» WHAT THE TASK ASKS:
From the first line to the last, reproduce the data exactly.

--------------------------------

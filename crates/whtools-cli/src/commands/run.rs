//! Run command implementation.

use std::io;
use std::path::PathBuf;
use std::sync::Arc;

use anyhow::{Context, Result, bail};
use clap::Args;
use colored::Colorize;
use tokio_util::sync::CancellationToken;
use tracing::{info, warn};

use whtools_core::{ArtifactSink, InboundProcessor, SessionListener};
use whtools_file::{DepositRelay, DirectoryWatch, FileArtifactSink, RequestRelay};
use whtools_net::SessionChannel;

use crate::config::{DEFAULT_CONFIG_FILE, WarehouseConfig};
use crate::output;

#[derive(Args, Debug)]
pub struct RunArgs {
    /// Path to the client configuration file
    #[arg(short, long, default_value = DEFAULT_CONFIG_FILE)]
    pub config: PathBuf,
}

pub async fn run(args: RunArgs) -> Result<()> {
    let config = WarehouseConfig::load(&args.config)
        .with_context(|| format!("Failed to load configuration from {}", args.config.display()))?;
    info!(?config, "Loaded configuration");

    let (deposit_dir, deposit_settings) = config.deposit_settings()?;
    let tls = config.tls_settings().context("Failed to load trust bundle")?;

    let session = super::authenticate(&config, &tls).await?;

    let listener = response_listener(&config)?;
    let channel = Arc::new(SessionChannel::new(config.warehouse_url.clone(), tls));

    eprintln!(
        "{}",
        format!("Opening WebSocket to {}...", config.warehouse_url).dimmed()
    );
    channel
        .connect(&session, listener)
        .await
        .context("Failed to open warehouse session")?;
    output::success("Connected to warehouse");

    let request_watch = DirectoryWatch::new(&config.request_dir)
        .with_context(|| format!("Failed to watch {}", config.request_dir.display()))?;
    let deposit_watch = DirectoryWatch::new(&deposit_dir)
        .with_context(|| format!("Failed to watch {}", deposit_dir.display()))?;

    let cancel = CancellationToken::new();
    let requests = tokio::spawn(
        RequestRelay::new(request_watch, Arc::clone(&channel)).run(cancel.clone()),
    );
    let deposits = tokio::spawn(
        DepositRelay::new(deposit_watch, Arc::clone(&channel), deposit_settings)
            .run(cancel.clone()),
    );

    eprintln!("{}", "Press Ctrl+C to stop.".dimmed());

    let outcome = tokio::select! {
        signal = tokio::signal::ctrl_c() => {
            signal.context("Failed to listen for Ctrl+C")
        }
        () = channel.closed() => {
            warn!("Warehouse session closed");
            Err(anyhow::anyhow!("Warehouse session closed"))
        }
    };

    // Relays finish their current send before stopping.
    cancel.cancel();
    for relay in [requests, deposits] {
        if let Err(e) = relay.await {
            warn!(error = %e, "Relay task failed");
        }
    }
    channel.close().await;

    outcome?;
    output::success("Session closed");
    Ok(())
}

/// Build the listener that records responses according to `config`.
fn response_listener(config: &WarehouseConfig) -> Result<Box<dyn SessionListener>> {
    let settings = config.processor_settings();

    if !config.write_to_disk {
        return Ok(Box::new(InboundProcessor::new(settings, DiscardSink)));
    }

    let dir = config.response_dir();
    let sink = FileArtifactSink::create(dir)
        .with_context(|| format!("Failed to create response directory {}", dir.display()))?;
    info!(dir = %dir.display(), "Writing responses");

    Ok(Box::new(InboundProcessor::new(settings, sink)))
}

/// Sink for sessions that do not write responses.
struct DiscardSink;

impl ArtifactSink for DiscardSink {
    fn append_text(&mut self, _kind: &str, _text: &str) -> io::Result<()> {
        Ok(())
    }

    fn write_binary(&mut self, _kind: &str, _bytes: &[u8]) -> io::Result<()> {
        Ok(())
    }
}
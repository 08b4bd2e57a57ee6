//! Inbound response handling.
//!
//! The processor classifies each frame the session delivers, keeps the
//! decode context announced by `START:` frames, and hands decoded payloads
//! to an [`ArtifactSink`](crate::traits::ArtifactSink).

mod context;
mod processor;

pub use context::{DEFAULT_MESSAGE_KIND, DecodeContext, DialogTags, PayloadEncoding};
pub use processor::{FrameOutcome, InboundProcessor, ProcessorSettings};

--------------------------------

» ANSWER BOX:
filename crates/whtools-cli/src/commands/run.rs
//! Run command implementation.

use std::io;
use std::path::PathBuf;
use std::sync::Arc;

use anyhow::{Context, Result, bail};
use clap::Args;
use colored::Colorize;
use tokio_util::sync::CancellationToken;
use tracing::{info, warn};

use whtools_core::{ArtifactSink, InboundProcessor, SessionListener};
use whtools_file::{DepositRelay, DirectoryWatch, FileArtifactSink, RequestRelay};
use whtools_net::SessionChannel;

use crate::config::{DEFAULT_CONFIG_FILE, WarehouseConfig};
use crate::output;

#[derive(Args, Debug)]
pub struct RunArgs {
    /// Path to the client configuration file
    #[arg(short, long, default_value = DEFAULT_CONFIG_FILE)]
    pub config: PathBuf,
}

pub async fn run(args: RunArgs) -> Result<()> {
    let config = WarehouseConfig::load(&args.config)
        .with_context(|| format!("Failed to load configuration from {}", args.config.display()))?;
    info!(?config, "Loaded configuration");

    let (deposit_dir, deposit_settings) = config.deposit_settings()?;
    let tls = config.tls_settings().context("Failed to load trust bundle")?;

    let session = super::authenticate(&config, &tls).await?;

    let listener = response_listener(&config)?;
    let channel = Arc::new(SessionChannel::new(config.warehouse_url.clone(), tls));

    eprintln!(
        "{}",
        format!("Opening WebSocket to {}...", config.warehouse_url).dimmed()
    );
    channel
        .connect(&session, listener)
        .await
        .context("Failed to open warehouse session")?;
    output::success("Connected to warehouse");

    let request_watch = DirectoryWatch::new(&config.request_dir)
        .with_context(|| format!("Failed to watch {}", config.request_dir.display()))?;
    let deposit_watch = DirectoryWatch::new(&deposit_dir)
        .with_context(|| format!("Failed to watch {}", deposit_dir.display()))?;

    let cancel = CancellationToken::new();
    let requests = tokio::spawn(
        RequestRelay::new(request_watch, Arc::clone(&channel)).run(cancel.clone()),
    );
    let deposits = tokio::spawn(
        DepositRelay::new(deposit_watch, Arc::clone(&channel), deposit_settings)
            .run(cancel.clone()),
    );

    eprintln!("{}", "Press Ctrl+C to stop.".dimmed());

    let outcome = tokio::select! {
        signal = tokio::signal::ctrl_c() => {
            signal.context("Failed to listen for Ctrl+C")
        }
        () = channel.closed() => {
            warn!("Warehouse session closed");
            Err(anyhow::anyhow!("Warehouse session closed"))
        }
    };

    // Relays finish their current send before stopping.
    cancel.cancel();
    for relay in [requests, deposits] {
        if let Err(e) = relay.await {
            warn!(error = %e, "Relay task failed");
        }
    }
    channel.close().await;

    outcome?;
    output::success("Session closed");
    Ok(())
}

/// Build the listener that records responses according to `config`.
fn response_listener(config: &WarehouseConfig) -> Result<Box<dyn SessionListener>> {
    let settings = config.processor_settings();

    if !config.write_to_disk {
        return Ok(Box::new(InboundProcessor::new(settings, DiscardSink)));
    }

    let dir = config.response_dir();
    let sink = FileArtifactSink::create(dir)
        .with_context(|| format!("Failed to create response directory {}", dir.display()))?;
    info!(dir = %dir.display(), "Writing responses");

    Ok(Box::new(InboundProcessor::new(settings, sink)))
}

/// Sink for sessions that do not write responses.
struct DiscardSink;

impl ArtifactSink for DiscardSink {
    fn append_text(&mut self, _kind: &str, _text: &str) -> io::Result<()> {
        Ok(())
    }

    fn write_binary(&mut self, _kind: &str, _bytes: &[u8]) -> io::Result<()> {
        Ok(())
    }
}
repository 08b4bd2e57a57ee6
//! Inbound response handling.
//!
//! The processor classifies each frame the session delivers, keeps the
//! decode context announced by `START:` frames, and hands decoded payloads
//! to an [`ArtifactSink`](crate::traits::ArtifactSink).

mod context;
mod processor;

pub use context::{DEFAULT_MESSAGE_KIND, DecodeContext, DialogTags, PayloadEncoding};
pub use processor::{FrameOutcome, InboundProcessor, ProcessorSettings};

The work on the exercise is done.